_EXERCISE BRIEF_
Return the data below in full, matching every line exactly.

************

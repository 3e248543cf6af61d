//! RNG-backed dice.

use battle_core::DiceRoller;
use rand::rngs::StdRng;
use rand::{Rng, SeedableRng};

/// Dice roller over a seedable standard RNG.
#[derive(Clone, Debug)]
pub struct RandomRoller {
    rng: StdRng,
}

impl RandomRoller {
    pub fn seeded(seed: u64) -> Self {
        Self {
            rng: StdRng::seed_from_u64(seed),
        }
    }

    pub fn from_entropy() -> Self {
        Self {
            rng: StdRng::from_entropy(),
        }
    }

    /// Seeded when a seed is given, otherwise from entropy.
    pub fn new(seed: Option<u64>) -> Self {
        seed.map_or_else(Self::from_entropy, Self::seeded)
    }
}

impl DiceRoller for RandomRoller {
    fn roll_die(&mut self, sides: u32) -> u32 {
        self.rng.gen_range(1..=sides)
    }
}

************

_OUTPUT OF THE EXERCISE_
repository 3e248543cf6af61d
//! RNG-backed dice.

use battle_core::DiceRoller;
use rand::rngs::StdRng;
use rand::{Rng, SeedableRng};

/// Dice roller over a seedable standard RNG.
#[derive(Clone, Debug)]
pub struct RandomRoller {
    rng: StdRng,
}

impl RandomRoller {
    pub fn seeded(seed: u64) -> Self {
        Self {
            rng: StdRng::seed_from_u64(seed),
        }
    }

    pub fn from_entropy() -> Self {
        Self {
            rng: StdRng::from_entropy(),
        }
    }

    /// Seeded when a seed is given, otherwise from entropy.
    pub fn new(seed: Option<u64>) -> Self {
        seed.map_or_else(Self::from_entropy, Self::seeded)
    }
}

impl DiceRoller for RandomRoller {
    fn roll_die(&mut self, sides: u32) -> u32 {
        self.rng.gen_range(1..=sides)
    }
}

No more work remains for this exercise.